Stored data ▸

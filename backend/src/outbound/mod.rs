//! Outbound adapters implementing domain ports for external infrastructure.
//!
//! This module follows the hexagonal architecture pattern:
//!
//! - **persistence**: PostgreSQL-backed repositories using Diesel ORM
//! - **mail**: SMTP delivery of password-recovery mail via lettre
//!
//! Adapters are thin translators that convert between domain types and
//! infrastructure-specific representations. They contain no business logic.

pub mod mail;
pub mod persistence;
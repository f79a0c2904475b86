//! HTTP adapter mapping for domain errors.
//!
//! Purpose: keep the domain error type HTTP-agnostic while allowing Actix
//! handlers to turn domain failures into consistent JSON responses and status
//! codes. Port errors from the outbound adapters are translated here as well
//! so every handler maps store failures the same way.

use actix_web::{HttpResponse, ResponseError, http::StatusCode};
use serde::{Deserialize, Serialize};
use serde_json::Value;
use tracing::error;
use utoipa::ToSchema;

use crate::domain::ports::{
    FieldPersistenceError, NotificationPersistenceError, PricePersistenceError,
    ReservationPersistenceError, UserPersistenceError,
};
use crate::domain::{Error, ErrorCode};
use crate::middleware::trace::{TRACE_ID_HEADER, TraceId};

fn status_for(code: ErrorCode) -> StatusCode {
    match code {
        ErrorCode::InvalidRequest => StatusCode::BAD_REQUEST,
        ErrorCode::Unauthorized => StatusCode::UNAUTHORIZED,
        ErrorCode::Forbidden => StatusCode::FORBIDDEN,
        ErrorCode::NotFound => StatusCode::NOT_FOUND,
        ErrorCode::Conflict => StatusCode::CONFLICT,
        ErrorCode::ServiceUnavailable => StatusCode::SERVICE_UNAVAILABLE,
        ErrorCode::InternalError => StatusCode::INTERNAL_SERVER_ERROR,
    }
}

/// Wire envelope for failed requests.
///
/// ## Invariants
/// - Internal errors are redacted: the body never carries the original
///   message or details, only a generic line. The original message is logged
///   together with the trace identifier.
#[derive(Debug, Clone, Serialize, Deserialize, ToSchema)]
#[serde(rename_all = "camelCase")]
pub struct ErrorBody {
    #[schema(example = "invalid_request")]
    code: ErrorCode,
    #[schema(example = "Something went wrong")]
    message: String,
    #[serde(skip_serializing_if = "Option::is_none")]
    trace_id: Option<String>,
    #[serde(skip_serializing_if = "Option::is_none")]
    details: Option<Value>,
}

impl ErrorBody {
    /// Build the envelope for a domain error, capturing any ambient trace
    /// identifier.
    fn capture(error: &Error) -> Self {
        let trace_id = TraceId::current().map(|id| id.to_string());
        let (message, details) = if matches!(error.code(), ErrorCode::InternalError) {
            ("Internal server error".to_owned(), None)
        } else {
            (error.message().to_owned(), error.details().cloned())
        };
        Self {
            code: error.code(),
            message,
            trace_id,
            details,
        }
    }

    /// Stable machine-readable error code.
    #[must_use]
    pub fn code(&self) -> ErrorCode {
        self.code
    }

    /// Message as shown to the client.
    #[must_use]
    pub fn message(&self) -> &str {
        self.message.as_str()
    }

    /// Trace identifier propagated into the response header.
    #[must_use]
    pub fn trace_id(&self) -> Option<&str> {
        self.trace_id.as_deref()
    }

    /// Supplementary structured details.
    #[must_use]
    pub fn details(&self) -> Option<&Value> {
        self.details.as_ref()
    }
}

impl ResponseError for Error {
    fn status_code(&self) -> StatusCode {
        status_for(self.code())
    }

    fn error_response(&self) -> HttpResponse {
        let body = ErrorBody::capture(self);
        if matches!(self.code(), ErrorCode::InternalError) {
            error!(
                trace_id = body.trace_id().unwrap_or(""),
                message = %self.message(),
                "internal error redacted from response"
            );
        }
        let mut builder = HttpResponse::build(self.status_code());
        if let Some(id) = body.trace_id() {
            builder.insert_header((TRACE_ID_HEADER, id.to_owned()));
        }
        builder.json(body)
    }
}

impl From<actix_web::Error> for Error {
    fn from(err: actix_web::Error) -> Self {
        // Do not leak implementation details to clients.
        error!(error = %err, "actix error promoted to domain error");
        Error::internal("Internal server error")
    }
}

fn store_unavailable(store: &'static str, message: &str) -> Error {
    error!(store, error = %message, "store connection failed");
    Error::service_unavailable("service temporarily unavailable")
}

/// Map credential-store failures onto transport errors.
pub(crate) fn map_user_store_error(error: UserPersistenceError) -> Error {
    match error {
        UserPersistenceError::Connection { message } => store_unavailable("users", &message),
        UserPersistenceError::Query { message } => {
            Error::internal(format!("user store query failed: {message}"))
        }
        UserPersistenceError::DuplicateEmail { email } => {
            Error::conflict(format!("email already registered: {email}"))
        }
        UserPersistenceError::NotFound => Error::not_found("user not found"),
    }
}

/// Map notification-store failures onto transport errors.
pub(crate) fn map_notification_store_error(error: NotificationPersistenceError) -> Error {
    match error {
        NotificationPersistenceError::Connection { message } => {
            store_unavailable("notifications", &message)
        }
        NotificationPersistenceError::Query { message } => {
            Error::internal(format!("notification store query failed: {message}"))
        }
        NotificationPersistenceError::RecipientNotFound { email } => {
            Error::not_found(format!("recipient not found: {email}"))
        }
        NotificationPersistenceError::NotFound => Error::not_found("notification not found"),
        NotificationPersistenceError::NotRecipient => {
            Error::forbidden("only the recipient may update the read flag")
        }
    }
}

/// Map field-store failures onto transport errors.
pub(crate) fn map_field_store_error(error: FieldPersistenceError) -> Error {
    match error {
        FieldPersistenceError::Connection { message } => store_unavailable("fields", &message),
        FieldPersistenceError::Query { message } => {
            Error::internal(format!("field store query failed: {message}"))
        }
        FieldPersistenceError::NotFound => Error::not_found("field not found"),
    }
}

/// Map price-store failures onto transport errors.
pub(crate) fn map_price_store_error(error: PricePersistenceError) -> Error {
    match error {
        PricePersistenceError::Connection { message } => store_unavailable("prices", &message),
        PricePersistenceError::Query { message } => {
            Error::internal(format!("price store query failed: {message}"))
        }
        PricePersistenceError::NotFound => Error::not_found("price not found"),
    }
}

/// Map reservation-store failures onto transport errors.
pub(crate) fn map_reservation_store_error(error: ReservationPersistenceError) -> Error {
    match error {
        ReservationPersistenceError::Connection { message } => {
            store_unavailable("reservations", &message)
        }
        ReservationPersistenceError::Query { message } => {
            Error::internal(format!("reservation store query failed: {message}"))
        }
        ReservationPersistenceError::NotFound => Error::not_found("reservation not found"),
        ReservationPersistenceError::FieldNotFound { field_id } => {
            Error::not_found(format!("field {field_id} not found"))
        }
        ReservationPersistenceError::PriceNotFound { price_id } => {
            Error::not_found(format!("price {price_id} not found"))
        }
        ReservationPersistenceError::FieldUnavailable { field_id } => {
            Error::conflict(format!("field {field_id} is not available"))
        }
        ReservationPersistenceError::SlotTaken => {
            Error::conflict("field is already reserved for this time")
        }
        ReservationPersistenceError::NotOwner => {
            Error::forbidden("only the reservation owner may change it")
        }
    }
}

Problem ▸
The job here is to find each line above with the word "failed" and copy it.

Solution ▸
/// Wire envelope for failed requests.
    error!(store, error = %message, "store connection failed");
            Error::internal(format!("user store query failed: {message}"))
            Error::internal(format!("notification store query failed: {message}"))
            Error::internal(format!("field store query failed: {message}"))
            Error::internal(format!("price store query failed: {message}"))
            Error::internal(format!("reservation store query failed: {message}"))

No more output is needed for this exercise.